::: Input records :::
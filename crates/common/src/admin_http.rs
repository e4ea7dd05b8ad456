//! Lightweight admin HTTP listener
//!
//! Exposes `/healthz` and `/metrics` endpoints, with metrics provided by caller.

use axum::http::StatusCode;
use axum::{routing::get, Router};
use tokio::net::TcpListener;
use tracing::{error, info};

async fn healthz() -> &'static str {
    "OK"
}

/// Build the admin router; `metrics_fn` renders the metrics body on demand.
pub fn admin_router(metrics_fn: fn() -> (StatusCode, String)) -> Router {
    Router::new()
        .route("/healthz", get(healthz))
        .route("/metrics", get(move || async move { metrics_fn() }))
}

/// Spawn the admin listener on the current runtime.
pub async fn spawn_admin_server(addr: &str, metrics_fn: fn() -> (StatusCode, String)) -> anyhow::Result<()> {
    let listener = TcpListener::bind(addr).await?;
    let bound = listener.local_addr()?;
    info!(addr = %bound, "admin server listening");
    tokio::spawn(async move {
        if let Err(e) = axum::serve(listener, admin_router(metrics_fn)).await {
            error!(error = %e, "admin server stopped");
        }
    });
    Ok(())
}
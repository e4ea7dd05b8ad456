use std::time::Duration;

use async_trait::async_trait;
use reqwest::{Client, Response, StatusCode};
use tracing::{debug, instrument, warn};

use super::collaborator::AuthCollaborator;
use super::domain::{ErrorBody, LoginRequest, LoginResponse, RemoteUser};
use super::errors::CollaboratorError;
use crate::errors::ServiceError;

/// Authentication collaborator reached over HTTP/JSON.
///
/// - `POST {base_url}/auth/login` with `{identifier, secret}`
/// - `GET {base_url}/auth/session` with `Authorization: Bearer <token>`
#[derive(Clone)]
pub struct HttpAuthCollaborator {
    client: Client,
    base_url: String,
}

impl HttpAuthCollaborator {
    pub fn new(base_url: impl Into<String>, timeout: Duration) -> Result<Self, ServiceError> {
        let base_url = base_url.into().trim_end_matches('/').to_string();
        if base_url.is_empty() {
            return Err(ServiceError::Config("authentication base URL is not set".into()));
        }
        let client = Client::builder()
            .timeout(timeout)
            .build()
            .map_err(|e| ServiceError::Config(e.to_string()))?;
        Ok(Self { client, base_url })
    }

    pub fn from_config(cfg: &configs::AuthClientConfig) -> Result<Self, ServiceError> {
        Self::new(cfg.base_url.clone(), Duration::from_secs(cfg.timeout_secs))
    }

    pub fn base_url(&self) -> &str {
        &self.base_url
    }

    fn url(&self, path: &str) -> String {
        format!("{}{}", self.base_url, path)
    }
}

#[async_trait]
impl AuthCollaborator for HttpAuthCollaborator {
    #[instrument(skip(self, request), fields(identifier = %request.identifier))]
    async fn verify(&self, request: &LoginRequest) -> Result<LoginResponse, CollaboratorError> {
        let resp = self
            .client
            .post(self.url("/auth/login"))
            .json(request)
            .send()
            .await
            .map_err(classify_transport)?;
        let resp = check_status(resp).await?;
        resp.json::<LoginResponse>().await.map_err(|e| CollaboratorError::Malformed(e.to_string()))
    }

    #[instrument(skip_all)]
    async fn validate_token(&self, token: &str) -> Result<RemoteUser, CollaboratorError> {
        let resp = self
            .client
            .get(self.url("/auth/session"))
            .bearer_auth(token)
            .send()
            .await
            .map_err(classify_transport)?;
        let resp = check_status(resp).await?;
        resp.json::<RemoteUser>().await.map_err(|e| CollaboratorError::Malformed(e.to_string()))
    }
}

fn classify_transport(e: reqwest::Error) -> CollaboratorError {
    warn!(error = %e, "authentication request failed");
    if e.is_timeout() {
        CollaboratorError::Unavailable(format!("timeout: {e}"))
    } else if e.is_decode() {
        CollaboratorError::Malformed(e.to_string())
    } else {
        CollaboratorError::Unavailable(e.to_string())
    }
}

async fn check_status(resp: Response) -> Result<Response, CollaboratorError> {
    let status = resp.status();
    if status.is_success() {
        return Ok(resp);
    }
    let detail = match resp.json::<ErrorBody>().await {
        Ok(body) => body.error,
        Err(_) => status.to_string(),
    };
    debug!(%status, %detail, "authentication service returned an error");
    Err(classify_status(status, detail))
}

/// 4xx means the service understood and refused; 408/429 and 5xx are worth a
/// later attempt.
pub(crate) fn classify_status(status: StatusCode, detail: String) -> CollaboratorError {
    match status {
        StatusCode::REQUEST_TIMEOUT | StatusCode::TOO_MANY_REQUESTS => CollaboratorError::Unavailable(detail),
        s if s.is_client_error() => CollaboratorError::Rejected(detail),
        _ => CollaboratorError::Unavailable(detail),
    }
}
use std::collections::BTreeMap;

use once_cell::sync::Lazy;

use crate::errors::ModelError;
use crate::role::Role;

/// Landing route and owned area for one role.
#[derive(Debug, Clone, PartialEq, Eq)]
pub struct RouteEntry {
    pub landing: String,
    pub area: String,
}

/// Immutable role -> route configuration. Adding a role is a data change here,
/// not a branch in every view.
#[derive(Debug, Clone, PartialEq, Eq)]
pub struct RouteTable {
    entries: BTreeMap<Role, RouteEntry>,
}

static DEFAULT_TABLE: Lazy<RouteTable> = Lazy::new(|| {
    let entries = Role::ALL
        .into_iter()
        .map(|role| {
            let area = format!("/{}", role.as_str());
            (role, RouteEntry { landing: format!("{area}/dashboard"), area })
        })
        .collect();
    RouteTable { entries }
});

impl Default for RouteTable {
    fn default() -> Self {
        DEFAULT_TABLE.clone()
    }
}

impl RouteTable {
    /// Default table with landing routes replaced by `overrides` (`role name -> path`).
    /// A landing override must stay inside the role's own area.
    pub fn with_overrides<'a, I>(overrides: I) -> Result<Self, ModelError>
    where
        I: IntoIterator<Item = (&'a String, &'a String)>,
    {
        let mut table = Self::default();
        for (name, route) in overrides {
            let role: Role = name.parse()?;
            let route = route.trim();
            let entry = table.entries.get_mut(&role).ok_or_else(|| ModelError::UnknownRole(name.clone()))?;
            if !route.starts_with('/') || !path_in_area(route, &entry.area) {
                return Err(ModelError::InvalidRoute { role: role.to_string(), route: route.to_string() });
            }
            entry.landing = route.to_string();
        }
        Ok(table)
    }

    pub fn from_config(cfg: &configs::AppConfig) -> Result<Self, ModelError> {
        Self::with_overrides(&cfg.routes)
    }

    pub fn landing_route(&self, role: Role) -> &str {
        // every role is present: tables are only built from DEFAULT_TABLE
        self.entries.get(&role).map(|e| e.landing.as_str()).unwrap_or("/")
    }

    pub fn login_route(&self, role: Role) -> String {
        format!("/login/{}", role.as_str())
    }

    /// Role owning `path`, or `None` for public pages. The path is
    /// canonicalised first, so `/Doctor/x` and `/patient/../doctor/x` both
    /// belong to the doctor area.
    pub fn area_of(&self, path: &str) -> Option<Role> {
        let path = canonical_path(path);
        self.entries
            .iter()
            .find(|(_, e)| path_in_area(&path, &e.area))
            .map(|(role, _)| *role)
    }
}

/// Lowercased path without query or fragment, with empty, `.` and `..`
/// segments resolved.
fn canonical_path(path: &str) -> String {
    let end = path.find(['?', '#']).unwrap_or(path.len());
    let mut segments: Vec<&str> = Vec::new();
    for segment in path[..end].split('/') {
        match segment {
            "" | "." => {}
            ".." => {
                segments.pop();
            }
            s => segments.push(s),
        }
    }
    format!("/{}", segments.join("/")).to_lowercase()
}

fn path_in_area(path: &str, area: &str) -> bool {
    match path.strip_prefix(area) {
        Some(rest) => rest.is_empty() || rest.starts_with('/'),
        None => false,
    }
}

#[cfg(test)]
mod tests {
    use super::*;

    #[test]
    fn default_routes() {
        let t = RouteTable::default();
        assert_eq!(t.landing_route(Role::Doctor), "/doctor/dashboard");
        assert_eq!(t.landing_route(Role::Laboratory), "/laboratory/dashboard");
        assert_eq!(t.area_of("/admin"), Some(Role::Admin));
        assert_eq!(t.login_route(Role::Staff), "/login/staff");
    }

    #[test]
    fn area_matching_is_segment_aware() {
        let t = RouteTable::default();
        assert_eq!(t.area_of("/doctor"), Some(Role::Doctor));
        assert_eq!(t.area_of("/doctor/patients/42?tab=notes"), Some(Role::Doctor));
        assert_eq!(t.area_of("/doctors-directory"), None);
        assert_eq!(t.area_of("/"), None);
        assert_eq!(t.area_of("/login/doctor"), None);
    }

    #[test]
    fn area_matching_ignores_case_and_dot_segments() {
        let t = RouteTable::default();
        assert_eq!(t.area_of("/Doctor/dashboard"), Some(Role::Doctor));
        assert_eq!(t.area_of("/patient/../doctor/x"), Some(Role::Doctor));
        assert_eq!(t.area_of("//admin/./users"), Some(Role::Admin));
        assert_eq!(t.area_of("/doctor/../privacy-policy"), None);
        assert_eq!(t.area_of("/../../staff"), Some(Role::Staff));
    }

    #[test]
    fn overrides_replace_landing_only() {
        let mut o = BTreeMap::new();
        o.insert("Doctor".to_string(), "/doctor/today".to_string());
        let t = RouteTable::with_overrides(&o).unwrap();
        assert_eq!(t.landing_route(Role::Doctor), "/doctor/today");
        assert_eq!(t.area_of("/doctor/today"), Some(Role::Doctor));
        assert_eq!(t.landing_route(Role::Patient), "/patient/dashboard");
    }

    #[test]
    fn overrides_are_validated() {
        let mut o = BTreeMap::new();
        o.insert("nurse".to_string(), "/nurse".to_string());
        assert_eq!(RouteTable::with_overrides(&o), Err(ModelError::UnknownRole("nurse".into())));

        let mut o = BTreeMap::new();
        o.insert("patient".to_string(), "/admin/dashboard".to_string());
        assert!(matches!(RouteTable::with_overrides(&o), Err(ModelError::InvalidRoute { .. })));
    }
}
:::
**Requirement:**
Set down the lines of the listing above verbatim, first line through the line containing "the current runtime.", inclusive; add no other lines.

**The completed task:**
filename crates/common/src/admin_http.rs
repository e4ea7dd05b8ad456
//! Lightweight admin HTTP listener
//!
//! Exposes `/healthz` and `/metrics` endpoints, with metrics provided by caller.

use axum::http::StatusCode;
use axum::{routing::get, Router};
use tokio::net::TcpListener;
use tracing::{error, info};

async fn healthz() -> &'static str {
    "OK"
}

/// Build the admin router; `metrics_fn` renders the metrics body on demand.
pub fn admin_router(metrics_fn: fn() -> (StatusCode, String)) -> Router {
    Router::new()
        .route("/healthz", get(healthz))
        .route("/metrics", get(move || async move { metrics_fn() }))
}

/// Spawn the admin listener on the current runtime.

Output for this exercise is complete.